Выбрался на дорогу, подпираясь палкой. В руке — сатиновый платок, влажный и горячий от пота. То и дело приходится утирать шею. Солнце высоко поднялось, жара гнетет, короткая тень от деревьев прозрачна и словно хрустяща. Больше месяца дождей не было, сушь, как в пустыне азиатской. Климат портится, что ли?

Вдали, у поворота, возникла черненькая запятая с распущенным хвостом пыли. Сверля воздух, качаясь, приближается быстро, виден оскаленный радиатор «Волги». Обычно шоферы в этом месте не берут пассажиров, побаиваются автоинспекции. Но Гусев неторопливо вскинул ладонь, подержал, и «Волга» тотчас затормозила, вся окутавшись пылью. Гусев открыл дверку.

— С вагоностроительного?

— Да… — выглянул мальчишка-шофер.

— Сергиенко машина?

— Его.

— Свези до почты.

Грузно сел, занявши две трети сиденья. Шофер отодвинулся, робко, ужался, боком примостясь, еле дотягиваясь до рычага скоростей. Однако, почуя власть, побоялся спросить — что за начальство?

— Недавно работаешь?

— Второй месяц… — виновато сказал шофер.

— То-то не знаю тебя.

Скользнули под горку, мимо санатория, и вскоре за редким сосняком вдруг открылась, как другая земля, как иная планета, открылась панорама завода, корпуса его и разномастные трубы, кирпичные и железные, лениво струящие дым; встали ядовито-красные башенные краны с задранными стрелами; показались внизу бесконечные склады за бетонным забором, мутновато-зеленое блюдечко стадиона с прожекторами на мачтах, колея заводской железной дороги; лобастый, похожий на коробочку спичек электровоз, толкающий думпкары… Даже небо тут было иным, закопченным, в желтых и рыжих подпалинах, заплетенное сетью проводов, и наискось, как могучим взмахом руки, было оно перечеркнуто расплывающимся следом реактивного самолета…

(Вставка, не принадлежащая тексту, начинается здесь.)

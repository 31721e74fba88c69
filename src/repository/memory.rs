//! Repository serving accounts from an in-memory seed, used by the demo
//! binary and by integration tests.

use std::collections::{BTreeSet, HashMap};
use std::path::Path;

use serde::Deserialize;

use crate::domain::account::{Account, AccountPage};
use crate::domain::metadata::{
    FieldInfo, FilterField, INDUSTRY_FIELD, NAME_FIELD, ObjectInfo, PHONE_FIELD, PicklistOption,
    TYPE_FIELD,
};
use crate::domain::types::{RecordTypeId, TypeConstraintError};
use crate::repository::errors::{RepositoryError, RepositoryResult};
use crate::repository::{AccountListQuery, AccountReader, MetadataReader};

const DEFAULT_RECORD_TYPE_ID: &str = "012000000000000AAA";

/// Contents of a seed file.
#[derive(Debug, Clone, Deserialize)]
pub struct AccountSeed {
    pub object: ObjectInfo,
    /// Picklist values keyed by field API name. Fields missing here get the
    /// distinct values found in `accounts`.
    #[serde(default)]
    pub picklists: HashMap<String, Vec<PicklistOption>>,
    pub accounts: Vec<Account>,
}

#[derive(Debug, Clone)]
pub struct InMemoryAccountRepository {
    seed: AccountSeed,
}

impl InMemoryAccountRepository {
    pub fn new(seed: AccountSeed) -> Self {
        Self { seed }
    }

    /// Builds a repository with default field labels around `accounts`.
    pub fn with_accounts(accounts: Vec<Account>) -> Result<Self, TypeConstraintError> {
        let fields = [
            (NAME_FIELD, "Account Name"),
            (PHONE_FIELD, "Account Phone"),
            (TYPE_FIELD, "Type"),
            (INDUSTRY_FIELD, "Industry"),
        ]
        .into_iter()
        .map(|(field, label)| {
            (
                field.to_string(),
                FieldInfo {
                    label: label.to_string(),
                },
            )
        })
        .collect();

        Ok(Self::new(AccountSeed {
            object: ObjectInfo {
                default_record_type_id: RecordTypeId::new(DEFAULT_RECORD_TYPE_ID)?,
                fields,
            },
            picklists: HashMap::new(),
            accounts,
        }))
    }

    pub fn from_json_str(json: &str) -> RepositoryResult<Self> {
        let seed: AccountSeed = serde_json::from_str(json)?;
        Ok(Self::new(seed))
    }

    pub fn from_path(path: impl AsRef<Path>) -> RepositoryResult<Self> {
        let json = std::fs::read_to_string(path.as_ref())?;
        Self::from_json_str(&json)
    }

    pub fn accounts(&self) -> &[Account] {
        &self.seed.accounts
    }

    fn matching<'a>(
        &'a self,
        query: &'a AccountListQuery,
        search: Option<String>,
    ) -> impl Iterator<Item = &'a Account> + 'a {
        self.seed.accounts.iter().filter(move |account| {
            let type_matches = query
                .filter_type
                .as_ref()
                .is_none_or(|value| account.account_type.as_ref() == Some(value));
            let industry_matches = query
                .filter_industry
                .as_ref()
                .is_none_or(|value| account.industry.as_ref() == Some(value));
            let name_matches = search
                .as_ref()
                .is_none_or(|term| account.name.to_lowercase().contains(term));

            type_matches && industry_matches && name_matches
        })
    }

    fn page(&self, query: &AccountListQuery, search: Option<String>) -> AccountPage {
        let mut matching: Vec<&Account> = self.matching(query, search).collect();
        matching.sort_by(|a, b| a.name.cmp(&b.name));

        let total_records = matching.len();
        let records = matching
            .into_iter()
            .skip(query.offset)
            .take(query.limit)
            .cloned()
            .collect();

        AccountPage {
            records,
            total_records,
        }
    }
}

impl AccountReader for InMemoryAccountRepository {
    fn list_accounts(&self, query: &AccountListQuery) -> RepositoryResult<AccountPage> {
        Ok(self.page(query, None))
    }

    fn search_accounts(&self, query: &AccountListQuery) -> RepositoryResult<AccountPage> {
        let term = query
            .search_term
            .as_ref()
            .map(|term| term.as_str().to_lowercase());
        Ok(self.page(query, term))
    }
}

impl MetadataReader for InMemoryAccountRepository {
    fn object_info(&self) -> RepositoryResult<ObjectInfo> {
        Ok(self.seed.object.clone())
    }

    fn picklist_values(
        &self,
        record_type_id: &RecordTypeId,
        field: FilterField,
    ) -> RepositoryResult<Vec<PicklistOption>> {
        if record_type_id != &self.seed.object.default_record_type_id {
            return Err(RepositoryError::NotFound);
        }

        if let Some(values) = self.seed.picklists.get(field.api_name()) {
            return Ok(values.clone());
        }

        let values: BTreeSet<&String> = self
            .seed
            .accounts
            .iter()
            .filter_map(|account| match field {
                FilterField::Type => account.account_type.as_ref(),
                FilterField::Industry => account.industry.as_ref(),
            })
            .collect();

        Ok(values
            .into_iter()
            .map(|value| PicklistOption::new(value.clone(), value.clone()))
            .collect())
    }
}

Гусев, сидя прямо и недвижно, смотрел на эту панораму. Все разбросанные вдалеке корпуса, склады, высоковольтные мачты, дымящиеся под ветром курганы угля, дороги, эстакады — все, что постороннему человеку показалось бы хаотичным, слагалось для Гусева в единую и прекрасную картину. Весь этот мир, неожиданный и страшный, был исполнен гармонии, был целесообразен и связан весь: от дымящихся курганов угля, от подземных тоннелей и до небесного зенита, до снежных, мерцающих следов невидимки-самолета… Это были родные владения Гусева, его собственный, им созданный мир.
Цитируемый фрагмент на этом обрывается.